══ Task data ══
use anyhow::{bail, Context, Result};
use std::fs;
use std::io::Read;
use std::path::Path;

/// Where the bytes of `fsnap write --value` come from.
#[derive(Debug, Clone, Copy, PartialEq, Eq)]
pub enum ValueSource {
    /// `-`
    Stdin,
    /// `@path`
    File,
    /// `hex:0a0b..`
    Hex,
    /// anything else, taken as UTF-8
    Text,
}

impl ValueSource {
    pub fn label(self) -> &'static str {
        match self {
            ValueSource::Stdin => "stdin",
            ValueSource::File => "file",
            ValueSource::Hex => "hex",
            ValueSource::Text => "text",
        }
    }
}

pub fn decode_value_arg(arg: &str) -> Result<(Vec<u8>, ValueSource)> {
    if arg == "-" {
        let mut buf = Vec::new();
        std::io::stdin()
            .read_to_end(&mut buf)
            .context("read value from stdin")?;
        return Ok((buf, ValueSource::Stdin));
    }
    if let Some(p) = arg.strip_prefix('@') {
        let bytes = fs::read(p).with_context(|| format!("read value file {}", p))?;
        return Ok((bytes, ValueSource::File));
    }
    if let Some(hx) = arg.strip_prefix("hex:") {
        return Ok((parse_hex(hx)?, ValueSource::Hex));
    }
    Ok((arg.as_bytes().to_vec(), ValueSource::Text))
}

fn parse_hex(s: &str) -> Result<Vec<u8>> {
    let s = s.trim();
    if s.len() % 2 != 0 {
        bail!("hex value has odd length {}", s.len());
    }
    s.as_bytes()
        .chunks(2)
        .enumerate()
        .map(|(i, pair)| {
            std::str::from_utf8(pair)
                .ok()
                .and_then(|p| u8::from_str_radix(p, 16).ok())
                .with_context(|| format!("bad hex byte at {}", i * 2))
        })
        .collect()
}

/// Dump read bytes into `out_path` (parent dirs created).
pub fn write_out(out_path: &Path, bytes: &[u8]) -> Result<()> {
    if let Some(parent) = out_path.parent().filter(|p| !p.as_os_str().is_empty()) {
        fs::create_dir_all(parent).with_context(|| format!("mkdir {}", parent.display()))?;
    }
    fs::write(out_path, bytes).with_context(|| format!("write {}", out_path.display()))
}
═══
══ Task data ══
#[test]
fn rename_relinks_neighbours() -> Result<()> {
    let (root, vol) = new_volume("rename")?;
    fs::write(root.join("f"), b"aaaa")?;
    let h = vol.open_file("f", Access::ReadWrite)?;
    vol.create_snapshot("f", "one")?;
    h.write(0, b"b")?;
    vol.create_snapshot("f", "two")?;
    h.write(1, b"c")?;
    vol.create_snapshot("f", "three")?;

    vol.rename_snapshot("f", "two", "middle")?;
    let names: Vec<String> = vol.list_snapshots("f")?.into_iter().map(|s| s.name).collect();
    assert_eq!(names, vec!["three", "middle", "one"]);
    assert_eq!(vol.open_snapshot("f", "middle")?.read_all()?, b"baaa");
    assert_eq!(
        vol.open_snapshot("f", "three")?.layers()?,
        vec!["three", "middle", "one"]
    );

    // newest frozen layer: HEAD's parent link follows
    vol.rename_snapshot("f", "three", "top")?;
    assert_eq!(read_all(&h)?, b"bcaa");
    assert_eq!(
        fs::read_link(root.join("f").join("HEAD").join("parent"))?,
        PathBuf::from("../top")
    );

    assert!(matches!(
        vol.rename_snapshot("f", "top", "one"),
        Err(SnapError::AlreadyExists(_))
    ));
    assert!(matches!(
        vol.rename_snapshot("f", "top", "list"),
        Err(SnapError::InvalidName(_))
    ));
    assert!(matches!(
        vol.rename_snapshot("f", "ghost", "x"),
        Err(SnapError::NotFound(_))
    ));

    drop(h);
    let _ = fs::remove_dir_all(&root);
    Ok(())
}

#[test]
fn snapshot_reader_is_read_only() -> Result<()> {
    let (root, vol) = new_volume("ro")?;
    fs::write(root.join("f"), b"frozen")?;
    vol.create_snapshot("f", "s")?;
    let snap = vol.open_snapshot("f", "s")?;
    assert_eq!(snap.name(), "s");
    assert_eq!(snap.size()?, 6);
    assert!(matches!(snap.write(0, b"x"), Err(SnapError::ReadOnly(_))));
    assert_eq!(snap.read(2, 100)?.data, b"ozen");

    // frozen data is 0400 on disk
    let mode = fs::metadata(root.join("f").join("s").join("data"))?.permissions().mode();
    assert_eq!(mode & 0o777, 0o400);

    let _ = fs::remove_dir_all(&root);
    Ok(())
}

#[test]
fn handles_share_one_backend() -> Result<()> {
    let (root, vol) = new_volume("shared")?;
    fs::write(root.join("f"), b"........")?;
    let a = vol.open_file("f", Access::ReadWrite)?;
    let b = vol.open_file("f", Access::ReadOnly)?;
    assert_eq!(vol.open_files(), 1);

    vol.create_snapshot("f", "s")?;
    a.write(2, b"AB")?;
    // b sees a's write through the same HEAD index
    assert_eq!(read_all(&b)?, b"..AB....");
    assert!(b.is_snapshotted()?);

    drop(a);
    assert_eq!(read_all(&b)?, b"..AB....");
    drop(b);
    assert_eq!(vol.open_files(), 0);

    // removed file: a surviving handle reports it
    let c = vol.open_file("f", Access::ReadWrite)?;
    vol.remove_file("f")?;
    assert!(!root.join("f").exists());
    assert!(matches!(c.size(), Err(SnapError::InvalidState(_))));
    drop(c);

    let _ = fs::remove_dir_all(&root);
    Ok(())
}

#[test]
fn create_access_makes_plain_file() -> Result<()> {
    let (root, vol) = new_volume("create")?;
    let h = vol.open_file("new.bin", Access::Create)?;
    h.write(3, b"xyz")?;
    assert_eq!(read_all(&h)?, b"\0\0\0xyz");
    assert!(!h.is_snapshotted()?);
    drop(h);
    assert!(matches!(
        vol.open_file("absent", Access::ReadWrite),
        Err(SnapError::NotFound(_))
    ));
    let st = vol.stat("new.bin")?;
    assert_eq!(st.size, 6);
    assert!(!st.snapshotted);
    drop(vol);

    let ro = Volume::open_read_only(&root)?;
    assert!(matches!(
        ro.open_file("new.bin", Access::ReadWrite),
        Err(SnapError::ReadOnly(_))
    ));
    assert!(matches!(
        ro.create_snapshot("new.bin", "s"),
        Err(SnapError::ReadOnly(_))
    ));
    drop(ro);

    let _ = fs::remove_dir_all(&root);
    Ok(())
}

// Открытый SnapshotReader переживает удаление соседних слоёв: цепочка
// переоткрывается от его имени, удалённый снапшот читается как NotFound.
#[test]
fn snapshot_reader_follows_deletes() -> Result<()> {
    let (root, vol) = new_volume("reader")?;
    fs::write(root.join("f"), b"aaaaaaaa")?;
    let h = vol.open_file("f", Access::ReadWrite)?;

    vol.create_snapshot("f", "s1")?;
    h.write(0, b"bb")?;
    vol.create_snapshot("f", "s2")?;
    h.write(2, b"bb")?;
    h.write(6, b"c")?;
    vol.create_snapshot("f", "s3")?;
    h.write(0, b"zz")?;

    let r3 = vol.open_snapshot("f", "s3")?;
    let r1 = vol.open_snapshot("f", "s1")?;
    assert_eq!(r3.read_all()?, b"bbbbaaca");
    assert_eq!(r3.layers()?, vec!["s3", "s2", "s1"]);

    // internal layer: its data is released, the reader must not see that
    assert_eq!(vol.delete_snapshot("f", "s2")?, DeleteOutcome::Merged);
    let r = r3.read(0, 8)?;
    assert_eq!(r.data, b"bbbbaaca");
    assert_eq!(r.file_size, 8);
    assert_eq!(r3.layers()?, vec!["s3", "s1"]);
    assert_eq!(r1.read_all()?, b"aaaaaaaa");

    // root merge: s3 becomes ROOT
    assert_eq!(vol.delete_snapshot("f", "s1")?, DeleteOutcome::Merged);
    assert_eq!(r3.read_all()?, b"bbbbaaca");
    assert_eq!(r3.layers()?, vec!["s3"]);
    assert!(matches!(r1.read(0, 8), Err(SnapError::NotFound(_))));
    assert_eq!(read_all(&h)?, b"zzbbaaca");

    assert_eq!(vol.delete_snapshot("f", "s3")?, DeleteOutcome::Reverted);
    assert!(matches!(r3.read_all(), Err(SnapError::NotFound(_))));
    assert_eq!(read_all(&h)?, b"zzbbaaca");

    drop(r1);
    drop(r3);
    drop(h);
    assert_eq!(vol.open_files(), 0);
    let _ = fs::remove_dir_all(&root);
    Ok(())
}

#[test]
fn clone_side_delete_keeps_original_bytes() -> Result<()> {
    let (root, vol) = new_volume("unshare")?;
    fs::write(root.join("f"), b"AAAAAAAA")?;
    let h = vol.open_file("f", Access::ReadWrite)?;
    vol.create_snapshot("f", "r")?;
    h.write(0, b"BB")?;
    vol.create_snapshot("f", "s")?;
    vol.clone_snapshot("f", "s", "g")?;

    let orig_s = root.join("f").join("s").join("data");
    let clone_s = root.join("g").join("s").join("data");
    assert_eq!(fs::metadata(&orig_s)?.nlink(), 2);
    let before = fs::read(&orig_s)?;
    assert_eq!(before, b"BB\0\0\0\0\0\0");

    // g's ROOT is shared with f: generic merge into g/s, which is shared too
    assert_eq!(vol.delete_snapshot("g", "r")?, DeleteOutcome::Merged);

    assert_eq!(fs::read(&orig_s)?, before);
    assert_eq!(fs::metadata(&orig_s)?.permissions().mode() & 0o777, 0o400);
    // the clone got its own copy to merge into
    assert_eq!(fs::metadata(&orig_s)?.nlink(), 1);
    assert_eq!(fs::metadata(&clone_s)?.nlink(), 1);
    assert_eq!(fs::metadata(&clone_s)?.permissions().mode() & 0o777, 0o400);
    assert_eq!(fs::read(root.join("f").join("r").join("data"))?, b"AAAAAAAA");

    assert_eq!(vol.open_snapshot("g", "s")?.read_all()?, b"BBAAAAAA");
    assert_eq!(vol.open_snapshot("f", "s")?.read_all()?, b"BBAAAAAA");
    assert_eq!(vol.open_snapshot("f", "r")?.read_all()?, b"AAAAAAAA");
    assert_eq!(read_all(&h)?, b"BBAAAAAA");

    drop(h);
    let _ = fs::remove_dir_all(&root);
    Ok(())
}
═══
=== Exercise prompt ===
All lines above containing the string "bail" are to be collected.

=== Solution to this problem ===
use anyhow::{bail, Context, Result};
        bail!("hex value has odd length {}", s.len());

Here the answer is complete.